Abstract
Mesenchymal stem cells (MSC) are critical components of the bone marrow (BM) niche, essential for maintaining the hematopoietic stem cell (HSC) pool. BM resident HSCs undergo diurnal oscillations in differentiation and release to circulation, contributing to daily cycles of blood and immune cell production, while replenishing the HSC reservoir at night. In parallel, BM-MSCs give rise to new bone forming osteoblasts and sustain their own pool via circadian bone turnover processes that remain incompletely understood.
Here, we investigated whether BM-MSCs undergo circadian changes in metabolism and function. Functional assays for colony forming units-fibroblasts (CFU-F) and osteoblast progenitors (CFU-Ob) revealed enhanced MSC proliferation and osteogenic differentiation potential at night, coinciding with peak levels of melatonin in the BM. Exogenous melatonin administered during the day also elevated their CFU-Ob potential, suggesting melatonin enhances osteogenic potential in a time-of-day dependent manner. Additionally, MSCs exhibited elevated cell and nuclear size at night, in contrast to primitive HSCs (pHSC), which shrink during this period. Both stem cell types exhibit improved functional potency at night when the smaller HSCs have improved BM competitive repopulation potential, while the larger MSCs have elevated proliferation and differentiation potential.
CD51+ MSCs, which have higher osteogenic and adipogenic potential, were upregulated in a circadian manner by Wnt signaling. Daytime Wnt activation increased CD51 expression, while nighttime inhibition suppressed it, indicating that Wnt is a key circadian driver of MSC identify and function. Administration of the Wnt agonist, BIO or expression of the Wnt-activating mutant, APCmin/+ transgene in mice increased MSC size at night, supporting the role of Wnt signaling in regulating MSC morphology and osteogenic potential under circadian control.
Mechanistically, the bioactive lipid, sphingosine 1-phosphate (S1P), an important regulator of HSC migration, was also implicated in MSC rhythmicity. Reduced S1P signaling in SPHK1-deficient mice disrupted the diurnal MSC size change. These alterations support the notion that S1P signaling is another essential metabolic regulator of BM-MSC morphology and developmental potential, instrumental in driving MSC bone-forming ability.
Despite clear functional and morphological circadian shifts and considering diurnal functional changes are closely regulated by cell metabolic state, BM-MSCs showed no time-of-day differences in glucose uptake nor mitochondrial membrane potential under homeostatic conditions. However, they exhibited lower mitochondrial mass at night, unaccompanied by changes in mitochondrial number. These observations suggest circadian alterations in mitochondrial dynamic state, paralleling those documented in pHSCs. Given the established links between sphingolipids and mitochondrial morphology, we explored metabolic changes additionally in SPHK1-KO mice. SPHK1 deficiency selectively increased morning glucose uptake in BM-MSCs as opposed to wild type mice. These data implicate that MSC metabolism, especially during daytime are potentially linked to sphingolipid metabolism.

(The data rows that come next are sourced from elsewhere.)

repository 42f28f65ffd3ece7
use std::process::ExitCode;

use clap::Parser;

use pigment::cli::{self, CliArgs};

fn main() -> ExitCode {
    pigment::logger::init();
    cli::run(CliArgs::parse())
}
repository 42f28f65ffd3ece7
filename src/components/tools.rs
// ============================================================================
// TOOLS — parametric mask rasterizer for the drawing tools
// ============================================================================

use crate::canvas::PixelBuffer;
use crate::color::Color;
use crate::ops::fill::flood_fill;

/// Per-application coverage for the spray can. Each stamp deposits only this
/// fraction of the mask weight, so density builds up across repeated
/// stationary applications. Fixed design constant, not exposed.
const SPRAY_COVERAGE: f64 = 0.05;

#[derive(Clone, Copy, Debug, PartialEq, Eq, Default)]
pub enum ToolKind {
    #[default]
    Pencil,
    Brush,
    Marker,
    SprayCan,
    FloodFill,
    Eraser,
}

impl ToolKind {
    pub fn label(&self) -> &'static str {
        match self {
            ToolKind::Pencil => "Pencil",
            ToolKind::Brush => "Brush",
            ToolKind::Marker => "Marker",
            ToolKind::SprayCan => "Spray Can",
            ToolKind::FloodFill => "Flood Fill",
            ToolKind::Eraser => "Eraser",
        }
    }

    pub fn all() -> &'static [ToolKind] {
        &[
            ToolKind::Pencil,
            ToolKind::Brush,
            ToolKind::Marker,
            ToolKind::SprayCan,
            ToolKind::FloodFill,
            ToolKind::Eraser,
        ]
    }
}

/// The active drawing tool: a kind, a radius, a color, and the weight mask
/// derived from them.
///
/// The mask is a square grid with edge `2·radius + 1` (same shape as a
/// convolution kernel) giving the blend weight at each offset from the
/// application point. It is recomputed by every kind or radius change, so it
/// is always consistent with the parameters by the time `apply` runs.
pub struct Tool {
    kind: ToolKind,
    radius: u32,
    color: Color,
    mask: Vec<f64>,

    /// Re-apply on a host timer while the pointer is held still (marker and
    /// spray can build up coverage this way).
    apply_when_stationary: bool,
    /// Apply only once per press; drag interpolation is skipped entirely.
    is_stamp: bool,
    /// Fraction of the distance between two drag samples that receives tool
    /// application: 1.0 paints every intermediate point, lower values skip
    /// points to simulate texture.
    fill_rate: f64,
}

impl Default for Tool {
    fn default() -> Self {
        Tool::new(ToolKind::Pencil, 5, Color::RED)
    }
}

impl Tool {
    pub fn new(kind: ToolKind, radius: u32, color: Color) -> Self {
        let mut tool = Tool {
            kind,
            radius,
            color,
            mask: Vec::new(),
            apply_when_stationary: false,
            is_stamp: false,
            fill_rate: 1.0,
        };
        tool.reset_parameters();
        tool.update_mask();
        tool
    }

    pub fn kind(&self) -> ToolKind {
        self.kind
    }

    pub fn radius(&self) -> u32 {
        self.radius
    }

    pub fn color(&self) -> Color {
        self.color
    }

    pub fn apply_when_stationary(&self) -> bool {
        self.apply_when_stationary
    }

    pub fn is_stamp(&self) -> bool {
        self.is_stamp
    }

    pub fn fill_rate(&self) -> f64 {
        self.fill_rate
    }

    /// The derived weight mask, row-major, edge `2·radius + 1`.
    pub fn mask(&self) -> &[f64] {
        &self.mask
    }

    pub fn set_kind(&mut self, kind: ToolKind) {
        self.kind = kind;
        self.reset_parameters();
        self.update_mask();
    }

    pub fn set_radius(&mut self, radius: u32) {
        self.radius = radius;
        self.update_mask();
    }

    pub fn set_color(&mut self, color: Color) {
        self.color = color;
    }

    /// Restore the behavior flags to the kind's defaults.
    fn reset_parameters(&mut self) {
        self.apply_when_stationary = false;
        self.fill_rate = 1.0;
        self.is_stamp = false;

        match self.kind {
            ToolKind::Marker => {
                self.apply_when_stationary = true;
                self.fill_rate = 0.85;
            }
            ToolKind::SprayCan => {
                self.apply_when_stationary = true;
                self.fill_rate = 0.375;
            }
            ToolKind::FloodFill => {
                self.is_stamp = true;
            }
            ToolKind::Pencil | ToolKind::Brush | ToolKind::Eraser => {}
        }
    }

    /// Rebuild the weight mask from the current kind and radius.
    fn update_mask(&mut self) {
        let radius = self.radius as f64;
        let edge = 2 * self.radius + 1;
        self.mask = vec![0.0; (edge * edge) as usize];

        for y in 0..edge {
            for x in 0..edge {
                let dx = x as f64 - radius;
                let dy = y as f64 - radius;
                let distance = (dx * dx + dy * dy).sqrt();
                // radius 0 defines the normalized distance as 0 so the
                // falloff tools still paint their single center pixel
                let normalized = if radius == 0.0 { 0.0 } else { distance / radius };

                let weight = match self.kind {
                    // hard binary disc
                    ToolKind::Pencil | ToolKind::Eraser => {
                        if distance <= radius { 1.0 } else { 0.0 }
                    }
                    // soft linear radial falloff
                    ToolKind::Brush | ToolKind::SprayCan => {
                        1.0 - normalized.clamp(0.0, 1.0)
                    }
                    // chisel tip: a vertical band across the middle half
                    ToolKind::Marker => {
                        let fraction = x as f64 / edge as f64;
                        if (0.25..=0.75).contains(&fraction) { 1.0 } else { 0.0 }
                    }
                    // sentinel; apply() dispatches to flood fill instead of
                    // iterating the mask
                    ToolKind::FloodFill => 1.0,
                };
                self.mask[(y * edge + x) as usize] = weight;
            }
        }
    }

    /// Stamp the tool onto `buffer` centered at `(x, y)`, blending every
    /// positive-weight mask cell that lands in bounds according to the tool's
    /// semantics. The flood-fill tool ignores the mask and fills from the
    /// application point instead.
    pub fn apply(&self, buffer: &mut PixelBuffer, x: i32, y: i32) {
        if self.kind == ToolKind::FloodFill {
            if buffer.contains(x, y) {
                let target = buffer.get(x as u32, y as u32);
                flood_fill(buffer, x, y, target, self.color);
            }
            return;
        }

        let radius = self.radius as i32;
        let edge = 2 * radius + 1;

        for j in 0..edge {
            for i in 0..edge {
                let weight = self.mask[(j * edge + i) as usize];
                if weight <= 0.0 {
                    continue;
                }
                let px = x + (i - radius);
                let py = y + (j - radius);
                if !buffer.contains(px, py) {
                    continue;
                }
                let (px, py) = (px as u32, py as u32);
                let current = buffer.get(px, py);

                let blended = match self.kind {
                    ToolKind::Pencil | ToolKind::Brush => {
                        current.lerp(self.color, weight)
                    }
                    // blend toward the channel-wise darker color: overlapping
                    // marker strokes accumulate ink instead of flattening
                    ToolKind::Marker => {
                        current.lerp(current.min(self.color), weight)
                    }
                    ToolKind::SprayCan => {
                        current.lerp(self.color, weight * SPRAY_COVERAGE)
                    }
                    ToolKind::Eraser => {
                        current.lerp(buffer.background(), weight)
                    }
                    ToolKind::FloodFill => unreachable!("dispatched above"),
                };
                buffer.set(px, py, blended);
            }
        }
    }
}
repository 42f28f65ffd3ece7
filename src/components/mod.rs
pub mod history;
pub mod tools;
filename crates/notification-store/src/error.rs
use thiserror::Error;

use crate::NotificationId;

/// Errors that can occur when interacting with the notification store.
#[derive(Debug, Error)]
pub enum NotificationStoreError {
    /// No record with this id exists.
    #[error("Notification not found: {0}")]
    NotFound(NotificationId),

    /// A record with this id was already appended.
    #[error("Notification already stored: {0}")]
    Duplicate(NotificationId),

    /// The parent of a resend record does not exist.
    #[error("Parent notification not found: {0}")]
    ParentNotFound(NotificationId),

    /// A database error occurred.
    #[error("Database error: {0}")]
    Database(#[from] sqlx::Error),

    /// A database migration error occurred.
    #[error("Migration error: {0}")]
    Migration(#[from] sqlx::migrate::MigrateError),

    /// A serialization/deserialization error occurred.
    #[error("Serialization error: {0}")]
    Serialization(#[from] serde_json::Error),
}

/// Result type for notification store operations.
pub type Result<T> = std::result::Result<T, NotificationStoreError>;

Altogether, these findings identify a circadian interplay between melatonin, Wnt and S1P signaling pathways in regulating BM MSC morphology, mitochondrial dynamics, and osteogenic potential. These findings suggest a novel, coordinated circadian crosstalk between MSC and pHSCs essential for BM homeostasis and stem cell maintenance, with potential translational opportunities to enhance bone regeneration, BM stem cell function and counteract age-related decline in skeletal and hematopoietic health.